The first cinema was a cinema of attractions1. Contrary to the conventional belief that
moving images developed as a logical consequence of a narrative impulse inadequately
satisfied by still images, the history of moving images is actually more closely connected to
a modernization (meaning rationalization) of Western sciences and the accompanying
measurements of humans and initial explorations of human psychology. The insights
derived from this, or rather assumptions, about the human perceptual apparatus, made the
concept of moving images possible in the first place: Only through the discovery of the
persistence of vision is it conceivable, for example, that image sequences appear to us as
an uninterrupted visual unity (24fps baby).2 The first cinematic machines and moments
consequently focus, given their context, on forms of voyeurism that differ from the
psychological voyeurism familiar to us today. Their focus was not storytelling, but
exhibiting, a spectacular exploitation of new technical possibilities for exhibitionist
revelation. It is therefore hardly surprising that the first film productions were based either
on medium-inherent technical tricks and gimmicks (e.g., staging magic shows using editing
techniques), newly imaginable forms of representation (e.g., zoom movements or extreme
close-ups) and/or erotic situations. Only some years later does cinema become
narrativized and its exhibitionist character shifts to the psychological: What is spectacular
is no longer the revelation of the non-visible, but the presentation/narration of the non-
experienceable/knowable. Although forms of this cinema of attractions continue to persist
in the mass form of narrative cinema (through editing techniques, special effects, setting,
etc.), its radical potential for attention formation and world mediation is displaced into
avant-garde productions.3
George Kuchar's video series "Weather Diaries" exists at an intersection of various
cinematic forms and modes. It is neither pure spectacle (cinema) nor simulation
(television), but employs elements of all forms while explicitly returning to the exhibitionist
origins of moving images. Equipped with an early model of the digital camcorder for home
use, Kuchar films himself over decades engaging in behavior he himself dubbed “Storm-
Squatting". For decades, Kuchar travels during his spring breaks from his teaching position
at the San Francisco Art Institute to the nowhere place of San Remo in Oklahoma to
observe extreme weather, particularly tornadoes. In doing so, he documents himself and
his environment. About the resulting works, Travis Jeppesen writes in his essay "The
Pervert's Diary": "The work is neither home movie nor high art, but perhaps a little of both,
and it forms a self-portrait of the artist—his journeys, his friends, and his daily motions—all
transmitted through Kuchar's self-deprecating, Bronx-accented narration. The Kuchar
oeuvre is an archaeology of the mundane."
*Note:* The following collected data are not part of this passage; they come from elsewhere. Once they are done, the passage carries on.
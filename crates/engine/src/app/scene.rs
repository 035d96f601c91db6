use std::ops::{Add, Mul, Sub};

use super::frame::RenderFrame;
use super::input::{ActionStates, InputAction};
use thiserror::Error;

#[derive(Debug, Clone, Copy, PartialEq, Eq)]
pub enum SceneCommand {
    None,
    Quit,
}

/// Per-tick view of the input devices.
///
/// `is_down` reports keys held at the time of the tick; `was_pressed` reports
/// press edges collected since the previous tick, so a single key press is
/// observed by exactly one tick.
#[derive(Debug, Clone, Default)]
pub struct InputSnapshot {
    held: ActionStates,
    pressed: ActionStates,
    typed_text: String,
}

impl InputSnapshot {
    pub fn empty() -> Self {
        Self::default()
    }

    pub(crate) fn new(held: ActionStates, pressed: ActionStates, typed_text: String) -> Self {
        Self {
            held,
            pressed,
            typed_text,
        }
    }

    pub fn is_down(&self, action: InputAction) -> bool {
        self.held.is_down(action)
    }

    pub fn was_pressed(&self, action: InputAction) -> bool {
        self.pressed.is_down(action)
    }

    pub fn any_pressed(&self, actions: &[InputAction]) -> bool {
        self.pressed.any_down(actions)
    }

    pub fn typed_text(&self) -> &str {
        &self.typed_text
    }

    pub fn with_action_down(mut self, action: InputAction, is_down: bool) -> Self {
        self.held.set(action, is_down);
        self
    }

    /// Records a press edge; the key is also reported as held.
    pub fn with_action_pressed(mut self, action: InputAction) -> Self {
        self.held.set(action, true);
        self.pressed.set(action, true);
        self
    }

    pub fn with_typed_text(mut self, text: &str) -> Self {
        self.typed_text.push_str(text);
        self
    }
}

#[derive(Debug, Clone, Copy, Default, PartialEq)]
pub struct Vec2 {
    pub x: f32,
    pub y: f32,
}

impl Vec2 {
    pub const ZERO: Vec2 = Vec2 { x: 0.0, y: 0.0 };

    pub const fn new(x: f32, y: f32) -> Self {
        Self { x, y }
    }

    pub fn length(self) -> f32 {
        (self.x * self.x + self.y * self.y).sqrt()
    }

    pub fn distance(self, other: Vec2) -> f32 {
        (self - other).length()
    }

    pub fn is_zero(self) -> bool {
        self.x == 0.0 && self.y == 0.0
    }

    /// Unit vector in the same direction, or zero for the zero vector.
    pub fn normalized(self) -> Vec2 {
        let length = self.length();
        if length <= f32::EPSILON {
            return Vec2::ZERO;
        }
        Vec2 {
            x: self.x / length,
            y: self.y / length,
        }
    }

    pub fn lerp(self, to: Vec2, t: f32) -> Vec2 {
        let t = t.clamp(0.0, 1.0);
        Vec2 {
            x: self.x + (to.x - self.x) * t,
            y: self.y + (to.y - self.y) * t,
        }
    }
}

impl Add for Vec2 {
    type Output = Vec2;

    fn add(self, rhs: Vec2) -> Vec2 {
        Vec2 {
            x: self.x + rhs.x,
            y: self.y + rhs.y,
        }
    }
}

impl Sub for Vec2 {
    type Output = Vec2;

    fn sub(self, rhs: Vec2) -> Vec2 {
        Vec2 {
            x: self.x - rhs.x,
            y: self.y - rhs.y,
        }
    }
}

impl Mul<f32> for Vec2 {
    type Output = Vec2;

    fn mul(self, rhs: f32) -> Vec2 {
        Vec2 {
            x: self.x * rhs,
            y: self.y * rhs,
        }
    }
}

pub const CAMERA_ZOOM_DEFAULT: f32 = 1.0;
pub const CAMERA_ZOOM_MIN: f32 = 0.25;
pub const CAMERA_ZOOM_MAX: f32 = 4.0;

/// World coordinates are pixels with y growing downward; `position` is the
/// world point drawn at the viewport center.
#[derive(Debug, Clone, Copy)]
pub struct Camera2D {
    pub position: Vec2,
    pub zoom: f32,
}

impl Default for Camera2D {
    fn default() -> Self {
        Self {
            position: Vec2::default(),
            zoom: CAMERA_ZOOM_DEFAULT,
        }
    }
}

impl Camera2D {
    pub fn effective_zoom(&self) -> f32 {
        clamp_camera_zoom(self.zoom)
    }

    pub fn set_zoom_clamped(&mut self, zoom: f32) {
        self.zoom = clamp_camera_zoom(zoom);
    }
}

fn clamp_camera_zoom(zoom: f32) -> f32 {
    if !zoom.is_finite() {
        return CAMERA_ZOOM_DEFAULT;
    }
    zoom.clamp(CAMERA_ZOOM_MIN, CAMERA_ZOOM_MAX)
}

/// Tilemap origin convention:
/// - tile (0,0) has its top-left corner at world (0,0).
/// - tile (x,y) covers `[x*size, (x+1)*size) x [y*size, (y+1)*size)`.
#[derive(Debug, Clone, PartialEq)]
pub struct Tilemap {
    width: u32,
    height: u32,
    tile_size: f32,
    tiles: Vec<u16>,
}

#[derive(Debug, Clone, Copy, PartialEq, Error)]
pub enum TilemapError {
    #[error("tile count mismatch: expected {expected}, got {actual}")]
    TileCountMismatch { expected: usize, actual: usize },
    #[error("tile size must be positive and finite, got {0}")]
    InvalidTileSize(f32),
}

impl Tilemap {
    pub fn new(
        width: u32,
        height: u32,
        tile_size: f32,
        tiles: Vec<u16>,
    ) -> Result<Self, TilemapError> {
        if !tile_size.is_finite() || tile_size <= 0.0 {
            return Err(TilemapError::InvalidTileSize(tile_size));
        }
        let expected = width as usize * height as usize;
        let actual = tiles.len();
        if expected != actual {
            return Err(TilemapError::TileCountMismatch { expected, actual });
        }
        Ok(Self {
            width,
            height,
            tile_size,
            tiles,
        })
    }

    pub fn width(&self) -> u32 {
        self.width
    }

    pub fn height(&self) -> u32 {
        self.height
    }

    pub fn index_of(&self, x: u32, y: u32) -> Option<usize> {
        if x >= self.width || y >= self.height {
            return None;
        }
        Some(y as usize * self.width as usize + x as usize)
    }

    pub fn tile_at(&self, x: u32, y: u32) -> Option<u16> {
        self.index_of(x, y)
            .and_then(|index| self.tiles.get(index).copied())
    }

    /// Grid cell containing a world point, `None` outside the map.
    pub fn cell_at_world(&self, point: Vec2) -> Option<(u32, u32)> {
        let cell_x = (point.x / self.tile_size).floor();
        let cell_y = (point.y / self.tile_size).floor();
        if !cell_x.is_finite() || !cell_y.is_finite() || cell_x < 0.0 || cell_y < 0.0 {
            return None;
        }
        let (x, y) = (cell_x as u32, cell_y as u32);
        self.index_of(x, y).map(|_| (x, y))
    }
}

pub trait Scene {
    fn load(&mut self);
    fn update(&mut self, fixed_dt_seconds: f32, input: &InputSnapshot) -> SceneCommand;
    fn render(&mut self, frame: &mut RenderFrame);
    /// Runs once when the loop exits; must cancel anything still scheduled.
    fn unload(&mut self);
    fn debug_title(&self) -> Option<String> {
        None
    }
}

#[cfg(test)]
mod tests {
    use super::*;

    fn make_tilemap(width: u32, height: u32, fill: u16) -> Tilemap {
        Tilemap::new(width, height, 48.0, vec![fill; width as usize * height as usize])
            .expect("tilemap")
    }

    #[test]
    fn tilemap_rejects_shape_mismatch() {
        let error = Tilemap::new(2, 2, 48.0, vec![0; 3]).expect_err("mismatch");
        assert_eq!(
            error,
            TilemapError::TileCountMismatch {
                expected: 4,
                actual: 3
            }
        );
    }

    #[test]
    fn tilemap_rejects_non_positive_tile_size() {
        assert!(matches!(
            Tilemap::new(1, 1, 0.0, vec![0]),
            Err(TilemapError::InvalidTileSize(_))
        ));
    }

    #[test]
    fn cell_lookup_floors_and_rejects_outside_points() {
        let map = make_tilemap(4, 3, 0);
        assert_eq!(map.cell_at_world(Vec2::new(0.0, 0.0)), Some((0, 0)));
        assert_eq!(map.cell_at_world(Vec2::new(47.9, 95.9)), Some((0, 1)));
        assert_eq!(map.cell_at_world(Vec2::new(48.0, 96.0)), Some((1, 2)));
        assert_eq!(map.cell_at_world(Vec2::new(-0.1, 10.0)), None);
        assert_eq!(map.cell_at_world(Vec2::new(192.0, 10.0)), None);
        assert_eq!(map.cell_at_world(Vec2::new(10.0, 144.0)), None);
    }

    #[test]
    fn normalized_diagonal_has_unit_length() {
        let v = Vec2::new(1.0, -1.0).normalized();
        assert!((v.length() - 1.0).abs() < 1e-6);
        assert_eq!(Vec2::ZERO.normalized(), Vec2::ZERO);
    }

    #[test]
    fn pressed_edge_implies_held() {
        let input = InputSnapshot::empty().with_action_pressed(InputAction::Interact);
        assert!(input.was_pressed(InputAction::Interact));
        assert!(input.is_down(InputAction::Interact));
        assert!(!input.was_pressed(InputAction::Cancel));
    }

    #[test]
    fn camera_zoom_is_clamped_and_sanitized() {
        let mut camera = Camera2D::default();
        camera.set_zoom_clamped(100.0);
        assert_eq!(camera.effective_zoom(), CAMERA_ZOOM_MAX);
        camera.zoom = f32::NAN;
        assert_eq!(camera.effective_zoom(), CAMERA_ZOOM_DEFAULT);
    }
}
The "Weather Diaries" are exhibitionist in the sense that they replace conventional
narration in favor of a localization and visualization of the body in space. The centering of
the body here transgresses boundaries of the socius, of social (and legislative) law: This
transgression of the showable and sayable is also exhibitionist.4 "Kuchar is an
automaticist," writes Jeppesen, “(…) rooted in the awareness that creation is not merely a
process, but a physical, bodily one, as well. (...) the principle of extension rules: wherein
mind is an extension of the body and vice versa." Jeppesen describes this self-
understanding as a Body-Mind-Vehicle, an anti-static machine, programmed according to
its own law. Any externalization of this machine is therefore to be classified as exhaust:
whether art object or literally excrement. The suspension of this distinction is exemplarily
demonstrated by Kuchar in his series: what is to be seen is the exhaust of his stays in
Tornado Alley. "I've always believed in looking in the garbage for inspiration," says Kuchar
in a 2005 interview.5 Margaret Morse writes about the series: "The tape ultimatelyaddresses all the big questions—death, origin and family, religion—as well as the small
discomforts of the body, only to reverse their order of importance."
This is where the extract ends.